%%

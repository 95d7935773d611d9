/// A running playback that can be stopped.
pub trait PlaybackHandle {
    fn stop(&mut self);
}

/// Holds at most one active playback.
///
/// Starting a new playback always releases the current one first, so two
/// takes never play over each other.
pub struct PlaybackSlot<H: PlaybackHandle> {
    active: Option<(String, H)>,
}

impl<H: PlaybackHandle> Default for PlaybackSlot<H> {
    fn default() -> Self {
        Self::new()
    }
}

impl<H: PlaybackHandle> PlaybackSlot<H> {
    pub fn new() -> Self {
        Self { active: None }
    }

    /// Start playing `take_id` with `handle`, stopping anything already playing.
    pub fn play(&mut self, take_id: impl Into<String>, handle: H) {
        self.release();
        let take_id = take_id.into();
        log::debug!("Playback started for {take_id}");
        self.active = Some((take_id, handle));
    }

    /// Stop and drop the active handle, if any.
    pub fn release(&mut self) {
        if let Some((take_id, mut handle)) = self.active.take() {
            handle.stop();
            log::debug!("Playback stopped for {take_id}");
        }
    }

    /// Called when playback of `take_id` ended on its own.
    ///
    /// Ignored if another take has started since.
    pub fn finished(&mut self, take_id: &str) {
        if self.playing_id() == Some(take_id) {
            self.active = None;
        }
    }

    pub fn playing_id(&self) -> Option<&str> {
        self.active.as_ref().map(|(id, _)| id.as_str())
    }

    pub fn is_playing(&self) -> bool {
        self.active.is_some()
    }
}

impl<H: PlaybackHandle> Drop for PlaybackSlot<H> {
    fn drop(&mut self) {
        self.release();
    }
}
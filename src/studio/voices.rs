use std::fmt;
use std::str::FromStr;

use serde::{Deserialize, Serialize};

use super::session::StudioError;

/// Prebuilt voice actor profiles understood by speech providers.
#[derive(Debug, Clone, Copy, PartialEq, Eq, Hash, Serialize, Deserialize, Default)]
pub enum VoiceName {
    #[default]
    Kore,
    Puck,
    Charon,
    Fenrir,
    Aoede,
    Zephyr,
}

impl VoiceName {
    pub const ALL: [VoiceName; 6] = [
        VoiceName::Kore,
        VoiceName::Puck,
        VoiceName::Charon,
        VoiceName::Fenrir,
        VoiceName::Aoede,
        VoiceName::Zephyr,
    ];

    /// Voice profiles offered for selection, in display order.
    pub fn catalog() -> &'static [VoiceName] {
        &[
            VoiceName::Kore,
            VoiceName::Puck,
            VoiceName::Charon,
            VoiceName::Fenrir,
            VoiceName::Aoede,
        ]
    }

    pub fn as_str(self) -> &'static str {
        match self {
            VoiceName::Kore => "Kore",
            VoiceName::Puck => "Puck",
            VoiceName::Charon => "Charon",
            VoiceName::Fenrir => "Fenrir",
            VoiceName::Aoede => "Aoede",
            VoiceName::Zephyr => "Zephyr",
        }
    }

    /// Short casting note for voices listed in [`VoiceName::catalog`].
    pub fn description(self) -> Option<&'static str> {
        match self {
            VoiceName::Kore => Some("Male, deep, professional"),
            VoiceName::Puck => Some("Female, energetic, bright"),
            VoiceName::Charon => Some("Male, warm, narrative"),
            VoiceName::Fenrir => Some("Male, authoritative, clear"),
            VoiceName::Aoede => Some("Female, soft, instructional"),
            VoiceName::Zephyr => None,
        }
    }
}

impl fmt::Display for VoiceName {
    fn fmt(&self, f: &mut fmt::Formatter<'_>) -> fmt::Result {
        f.write_str(self.as_str())
    }
}

impl FromStr for VoiceName {
    type Err = StudioError;

    fn from_str(s: &str) -> Result<Self, Self::Err> {
        VoiceName::ALL
            .into_iter()
            .find(|v| v.as_str().eq_ignore_ascii_case(s.trim()))
            .ok_or_else(|| StudioError::Config(format!("unknown voice '{s}'")))
    }
}

/// Base emotion requested for a performance.
#[derive(Debug, Clone, Copy, PartialEq, Eq, Hash, Serialize, Deserialize, Default)]
pub enum Emotion {
    Neutral,
    Cheerful,
    #[default]
    Professional,
    Serious,
    Dramatic,
    Conversational,
}

impl Emotion {
    pub const ALL: [Emotion; 6] = [
        Emotion::Neutral,
        Emotion::Cheerful,
        Emotion::Professional,
        Emotion::Serious,
        Emotion::Dramatic,
        Emotion::Conversational,
    ];

    pub fn as_str(self) -> &'static str {
        match self {
            Emotion::Neutral => "Neutral",
            Emotion::Cheerful => "Cheerful",
            Emotion::Professional => "Professional",
            Emotion::Serious => "Serious",
            Emotion::Dramatic => "Dramatic",
            Emotion::Conversational => "Conversational",
        }
    }
}

impl fmt::Display for Emotion {
    fn fmt(&self, f: &mut fmt::Formatter<'_>) -> fmt::Result {
        f.write_str(self.as_str())
    }
}

impl FromStr for Emotion {
    type Err = StudioError;

    fn from_str(s: &str) -> Result<Self, Self::Err> {
        Emotion::ALL
            .into_iter()
            .find(|e| e.as_str().eq_ignore_ascii_case(s.trim()))
            .ok_or_else(|| StudioError::Config(format!("unknown emotion '{s}'")))
    }
}
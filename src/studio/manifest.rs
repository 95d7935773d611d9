use serde::{Deserialize, Serialize};

use super::take::VoiceStack;

/// Work left over when a background batch stops early.
#[derive(Debug, Clone, Copy, PartialEq, Eq, Serialize, Deserialize)]
#[serde(rename_all = "camelCase")]
pub struct BackgroundPlan {
    pub total_stacks_planned: usize,
    pub remaining_stacks: usize,
    pub takes_per_stack: usize,
}

/// Snapshot of a studio session, as exported to `MANIFEST.JSON`.
#[derive(Debug, Clone, Serialize)]
pub struct VoiceStackManifest {
    #[serde(rename = "sessionStarted")]
    pub session_started: u64,
    #[serde(rename = "totalStacks")]
    pub total_stacks: usize,
    /// Newest stack first.
    pub stacks: Vec<VoiceStack>,
    pub resume_token: Option<String>,
    pub next_plan: Option<BackgroundPlan>,
    pub background_sim_active: bool,
}

impl VoiceStackManifest {
    pub fn to_json_pretty(&self) -> Result<String, serde_json::Error> {
        serde_json::to_string_pretty(self)
    }
}
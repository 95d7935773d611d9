//! # vocalis
//!
//! A Rust library for running voice-take studio sessions and exporting the
//! resulting audio as 16-bit PCM WAV files.
//!
//! ## Features
//!
//! - **WAV export**: Byte-exact RIFF/WAVE encoding of decoded float audio
//! - **Take stacks**: Scripted batches of takes grouped into named stacks
//! - **Background batches**: Interrupted batches issue a resume token and a plan
//! - **Pluggable providers**: Speech and metadata come from any [`SpeechProvider`]
//!
//! ## Quick Start
//!
//! ```toml
//! [dependencies]
//! vocalis = "2026.2"
//! ```
//!
//! ```ignore
//! use vocalis::studio::{StudioConfigBuilder, StudioSession};
//!
//! let config = StudioConfigBuilder::default()
//!     .script("Selamat datang di Vocalis Pro.")
//!     .build()?;
//! let mut session = StudioSession::new(my_provider, config);
//!
//! session.generate()?;
//! let (bytes, file_name) = session.export_take("V01-T01")?;
//! std::fs::write(file_name, bytes)?;
//! # Ok::<(), Box<dyn std::error::Error>>(())
//! ```

pub mod studio;
pub mod wav;

use std::error::Error;
use std::path::Path;

use studio::{Emotion, VoiceMetadata, VoiceName};
use wav::WavError;

/// A decoded, in-memory audio buffer.
///
/// Holds one or more channels of f32 samples of equal length. Samples are
/// nominally in `[-1.0, 1.0]` but may exceed it; the encoder clamps.
#[derive(Debug, Clone, PartialEq)]
pub struct AudioBuffer {
    sample_rate: u32,
    channels: Vec<Vec<f32>>,
}

impl AudioBuffer {
    /// Build a buffer from per-channel sample arrays.
    pub fn new(sample_rate: u32, channels: Vec<Vec<f32>>) -> Result<Self, WavError> {
        if sample_rate == 0 {
            return Err(WavError::InvalidArgument(
                "sample rate must be positive".to_string(),
            ));
        }
        let Some(first) = channels.first() else {
            return Err(WavError::InvalidArgument(
                "audio buffer needs at least one channel".to_string(),
            ));
        };
        let frames = first.len();
        if let Some((idx, ch)) = channels.iter().enumerate().find(|(_, c)| c.len() != frames) {
            return Err(WavError::InvalidArgument(format!(
                "channel {idx} has {} samples, expected {frames}",
                ch.len()
            )));
        }
        Ok(Self {
            sample_rate,
            channels,
        })
    }

    /// Build a single-channel buffer.
    pub fn mono(sample_rate: u32, samples: Vec<f32>) -> Result<Self, WavError> {
        Self::new(sample_rate, vec![samples])
    }

    pub fn sample_rate(&self) -> u32 {
        self.sample_rate
    }

    pub fn channel_count(&self) -> usize {
        self.channels.len()
    }

    /// Number of frames (samples per channel).
    pub fn len(&self) -> usize {
        self.channels[0].len()
    }

    pub fn is_empty(&self) -> bool {
        self.len() == 0
    }

    /// Samples of channel `idx`, or `None` if out of range.
    pub fn channel(&self, idx: usize) -> Option<&[f32]> {
        self.channels.get(idx).map(Vec::as_slice)
    }

    /// Duration of the audio in seconds.
    pub fn duration_secs(&self) -> f64 {
        self.len() as f64 / self.sample_rate as f64
    }

    /// Encode the buffer as a mono 16-bit PCM WAV byte stream.
    ///
    /// Only channel 0 is encoded; any further channels are dropped.
    pub fn to_wav_bytes(&self) -> Result<Vec<u8>, WavError> {
        if self.channels.len() > 1 {
            log::debug!(
                "Encoding channel 0 only, dropping {} extra channel(s)",
                self.channels.len() - 1
            );
        }
        wav::encode_wav(&self.channels[0], self.sample_rate)
    }

    /// Write the buffer to a mono 16-bit PCM WAV file.
    pub fn write_wav(&self, path: &Path) -> Result<(), WavError> {
        wav::write_wav(path, self)
    }
}

/// Everything a provider needs to render or describe one take.
#[derive(Debug, Clone, Copy)]
pub struct TakeRequest<'a> {
    pub script: &'a str,
    pub voice: VoiceName,
    pub emotion: Emotion,
    pub expression: &'a str,
}

/// Boxed error returned by providers.
pub type ProviderError = Box<dyn Error + Send + Sync>;

/// Common interface for speech and metadata providers.
///
/// Implementations wrap whatever service actually renders audio. The studio
/// only relies on this trait, so a provider can be a remote API client, a
/// local engine, or a scripted stand-in for tests.
pub trait SpeechProvider {
    /// Describe the technical audio properties expected for a take.
    fn generate_metadata(&mut self, request: &TakeRequest<'_>) -> Result<VoiceMetadata, ProviderError>;

    /// Render one take of the script with an additional style note.
    fn synthesize(
        &mut self,
        request: &TakeRequest<'_>,
        style_note: &str,
    ) -> Result<AudioBuffer, ProviderError>;
}

impl<P: SpeechProvider + ?Sized> SpeechProvider for &mut P {
    fn generate_metadata(&mut self, request: &TakeRequest<'_>) -> Result<VoiceMetadata, ProviderError> {
        (**self).generate_metadata(request)
    }

    fn synthesize(
        &mut self,
        request: &TakeRequest<'_>,
        style_note: &str,
    ) -> Result<AudioBuffer, ProviderError> {
        (**self).synthesize(request, style_note)
    }
}

#[cfg(test)]
mod tests {
    use super::AudioBuffer;
    use crate::wav::WavError;

    #[test]
    fn rejects_zero_sample_rate() {
        let err = AudioBuffer::mono(0, vec![0.0]).unwrap_err();
        assert!(matches!(err, WavError::InvalidArgument(_)));
    }

    #[test]
    fn rejects_missing_or_ragged_channels() {
        assert!(AudioBuffer::new(24000, vec![]).is_err());
        assert!(AudioBuffer::new(24000, vec![vec![0.0; 3], vec![0.0; 2]]).is_err());
    }

    #[test]
    fn reports_frames_and_duration() {
        let buf = AudioBuffer::new(8000, vec![vec![0.0; 4000], vec![0.0; 4000]]).unwrap();
        assert_eq!(buf.len(), 4000);
        assert_eq!(buf.channel_count(), 2);
        assert!((buf.duration_secs() - 0.5).abs() < f64::EPSILON);
        assert!(buf.channel(2).is_none());
    }

    #[test]
    fn encodes_only_the_first_channel() {
        let buf = AudioBuffer::new(16000, vec![vec![0.5, -0.5], vec![1.0, 1.0]]).unwrap();
        let bytes = buf.to_wav_bytes().unwrap();
        assert_eq!(bytes.len(), 48);
        assert_eq!(&bytes[44..48], &[0x00, 0x40, 0x00, 0xC0]);
    }
}
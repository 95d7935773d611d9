//! 16-bit PCM WAV encoding and decoding.
//!
//! The encoder writes a fixed 44-byte header (`RIFF`, `WAVE`, a 16-byte
//! `fmt ` chunk and a `data` chunk) followed by one little-endian `i16` per
//! sample. It is mono only: callers holding multi-channel audio pass the
//! first channel, see [`AudioBuffer::to_wav_bytes`].
//!
//! # Quantization
//!
//! Each sample is clamped to `[-1.0, 1.0]`, then scaled asymmetrically:
//! negative values by 32768, non-negative values by 32767, and rounded to
//! the nearest integer (ties away from zero). `-1.0` maps to `-32768` and
//! `1.0` to `32767`. `NaN` maps to `0`.
//!
//! ```rust
//! let bytes = vocalis::wav::encode_wav(&[0.5, -0.5], 16000)?;
//! assert_eq!(bytes.len(), 48);
//! assert_eq!(&bytes[0..4], b"RIFF");
//! # Ok::<(), vocalis::wav::WavError>(())
//! ```

use std::io::Read;
use std::path::Path;

use crate::AudioBuffer;

/// Media type for the byte streams produced by [`encode_wav`].
pub const WAV_MEDIA_TYPE: &str = "audio/wav";

/// Size of the canonical header written by [`encode_wav`].
pub const HEADER_LEN: usize = 44;

const CHANNELS: u16 = 1;
const BITS_PER_SAMPLE: u16 = 16;
const BLOCK_ALIGN: u16 = CHANNELS * BITS_PER_SAMPLE / 8;
const PCM_FORMAT: u16 = 1;
const FMT_CHUNK_LEN: u32 = 16;

#[derive(thiserror::Error, Debug)]
pub enum WavError {
    #[error("Invalid argument: {0}")]
    InvalidArgument(String),
    #[error("I/O error: {0}")]
    Io(#[from] std::io::Error),
    #[error("Failed to read WAV data: {0}")]
    Read(#[from] hound::Error),
}

/// Encode mono f32 samples as a 16-bit PCM WAV byte stream.
///
/// The result is exactly `44 + 2 * samples.len()` bytes long. Fails only
/// when `sample_rate` is zero or a header field would overflow.
pub fn encode_wav(samples: &[f32], sample_rate: u32) -> Result<Vec<u8>, WavError> {
    if sample_rate == 0 {
        return Err(WavError::InvalidArgument(
            "sample rate must be positive".to_string(),
        ));
    }
    let byte_rate = sample_rate
        .checked_mul(u32::from(BLOCK_ALIGN))
        .ok_or_else(|| {
            WavError::InvalidArgument(format!("sample rate {sample_rate} Hz is too large"))
        })?;
    let data_len = samples
        .len()
        .checked_mul(usize::from(BLOCK_ALIGN))
        .and_then(|n| u32::try_from(n).ok())
        .filter(|n| n.checked_add(36).is_some())
        .ok_or_else(|| {
            WavError::InvalidArgument(format!(
                "{} samples do not fit in a WAV container",
                samples.len()
            ))
        })?;

    let mut buf = Vec::with_capacity(HEADER_LEN + data_len as usize);

    // RIFF header
    buf.extend_from_slice(b"RIFF");
    buf.extend_from_slice(&(32 + data_len).to_le_bytes());
    buf.extend_from_slice(b"WAVE");

    // fmt sub-chunk
    buf.extend_from_slice(b"fmt ");
    buf.extend_from_slice(&FMT_CHUNK_LEN.to_le_bytes());
    buf.extend_from_slice(&PCM_FORMAT.to_le_bytes());
    buf.extend_from_slice(&CHANNELS.to_le_bytes());
    buf.extend_from_slice(&sample_rate.to_le_bytes());
    buf.extend_from_slice(&byte_rate.to_le_bytes());
    buf.extend_from_slice(&BLOCK_ALIGN.to_le_bytes());
    buf.extend_from_slice(&BITS_PER_SAMPLE.to_le_bytes());

    // data sub-chunk
    buf.extend_from_slice(b"data");
    buf.extend_from_slice(&data_len.to_le_bytes());

    let mut non_finite = 0usize;
    for &sample in samples {
        if !sample.is_finite() {
            non_finite += 1;
        }
        buf.extend_from_slice(&quantize(sample).to_le_bytes());
    }
    if non_finite > 0 {
        log::warn!("Clamped {non_finite} non-finite sample(s) while encoding WAV");
    }

    Ok(buf)
}

/// Convert one float sample to a signed 16-bit value.
pub fn quantize(sample: f32) -> i16 {
    let s = f64::from(sample).clamp(-1.0, 1.0);
    let scaled = if s < 0.0 { s * 32768.0 } else { s * 32767.0 };
    // `as` saturates and maps NaN to 0
    scaled.round() as i16
}

/// Decode interleaved little-endian 16-bit PCM into an [`AudioBuffer`].
///
/// Each sample becomes `value / 32768.0`, for both signs. The encoder scales
/// non-negative samples by 32767, so decoding and re-encoding is exact for
/// negative values but can lose up to one step on positive ones (`32767`
/// comes back as `32766`).
pub fn decode_pcm16(bytes: &[u8], sample_rate: u32, channels: usize) -> Result<AudioBuffer, WavError> {
    if channels == 0 {
        return Err(WavError::InvalidArgument(
            "channel count must be positive".to_string(),
        ));
    }
    if bytes.len() % 2 != 0 {
        return Err(WavError::InvalidArgument(format!(
            "PCM payload length {} is not a multiple of 2",
            bytes.len()
        )));
    }
    let total = bytes.len() / 2;
    if total % channels != 0 {
        return Err(WavError::InvalidArgument(format!(
            "{total} samples cannot be split into {channels} channels"
        )));
    }

    let frames = total / channels;
    let mut out = vec![Vec::with_capacity(frames); channels];
    for (i, pair) in bytes.chunks_exact(2).enumerate() {
        let value = i16::from_le_bytes([pair[0], pair[1]]);
        out[i % channels].push(f32::from(value) / 32768.0);
    }

    AudioBuffer::new(sample_rate, out)
}

/// Read a WAV stream into an [`AudioBuffer`].
///
/// Integer formats up to 16 bits and 32-bit float are supported. Integer
/// samples are divided by `2^(bits - 1)` regardless of sign, with the same
/// re-encoding caveat as [`decode_pcm16`].
pub fn read_wav_from<R: Read>(reader: R) -> Result<AudioBuffer, WavError> {
    let reader = hound::WavReader::new(reader)?;
    let spec = reader.spec();
    let channels = usize::from(spec.channels);
    if channels == 0 {
        return Err(WavError::InvalidArgument(
            "WAV file declares zero channels".to_string(),
        ));
    }

    let interleaved: Vec<f32> = match (spec.sample_format, spec.bits_per_sample) {
        (hound::SampleFormat::Float, 32) => reader.into_samples::<f32>().collect::<Result<_, _>>()?,
        (hound::SampleFormat::Int, bits @ 1..=16) => {
            let scale = f32::from(1u16 << (bits - 1));
            reader
                .into_samples::<i16>()
                .map(|s| s.map(|v| f32::from(v) / scale))
                .collect::<Result<_, _>>()?
        }
        (format, bits) => {
            return Err(WavError::InvalidArgument(format!(
                "unsupported WAV sample format {format:?} at {bits} bits"
            )))
        }
    };

    let frames = interleaved.len() / channels;
    let mut out = vec![Vec::with_capacity(frames); channels];
    for (i, sample) in interleaved.into_iter().enumerate() {
        out[i % channels].push(sample);
    }

    log::debug!(
        "Read WAV: {} channel(s), {} frames at {} Hz",
        channels,
        frames,
        spec.sample_rate
    );
    AudioBuffer::new(spec.sample_rate, out)
}

/// Read a WAV file into an [`AudioBuffer`].
pub fn read_wav(path: &Path) -> Result<AudioBuffer, WavError> {
    let file = std::fs::File::open(path)?;
    read_wav_from(std::io::BufReader::new(file))
}

/// Encode `buffer` and write it to `path`.
pub fn write_wav(path: &Path, buffer: &AudioBuffer) -> Result<(), WavError> {
    let bytes = buffer.to_wav_bytes()?;
    std::fs::write(path, &bytes)?;
    log::info!("Wrote {} bytes to {}", bytes.len(), path.display());
    Ok(())
}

%%

» WHAT THE TASK REQUIRES
Every line above from the line with "self.channels[0].len()" to the line with "pub struct TakeRequest<'a>", both included, must be reproduced exactly, and no other line may appear.

» RESPONSE FOR THIS EXERCISE
        self.channels[0].len()
    }

    pub fn is_empty(&self) -> bool {
        self.len() == 0
    }

    /// Samples of channel `idx`, or `None` if out of range.
    pub fn channel(&self, idx: usize) -> Option<&[f32]> {
        self.channels.get(idx).map(Vec::as_slice)
    }

    /// Duration of the audio in seconds.
    pub fn duration_secs(&self) -> f64 {
        self.len() as f64 / self.sample_rate as f64
    }

    /// Encode the buffer as a mono 16-bit PCM WAV byte stream.
    ///
    /// Only channel 0 is encoded; any further channels are dropped.
    pub fn to_wav_bytes(&self) -> Result<Vec<u8>, WavError> {
        if self.channels.len() > 1 {
            log::debug!(
                "Encoding channel 0 only, dropping {} extra channel(s)",
                self.channels.len() - 1
            );
        }
        wav::encode_wav(&self.channels[0], self.sample_rate)
    }

    /// Write the buffer to a mono 16-bit PCM WAV file.
    pub fn write_wav(&self, path: &Path) -> Result<(), WavError> {
        wav::write_wav(path, self)
    }
}

/// Everything a provider needs to render or describe one take.
#[derive(Debug, Clone, Copy)]
pub struct TakeRequest<'a> {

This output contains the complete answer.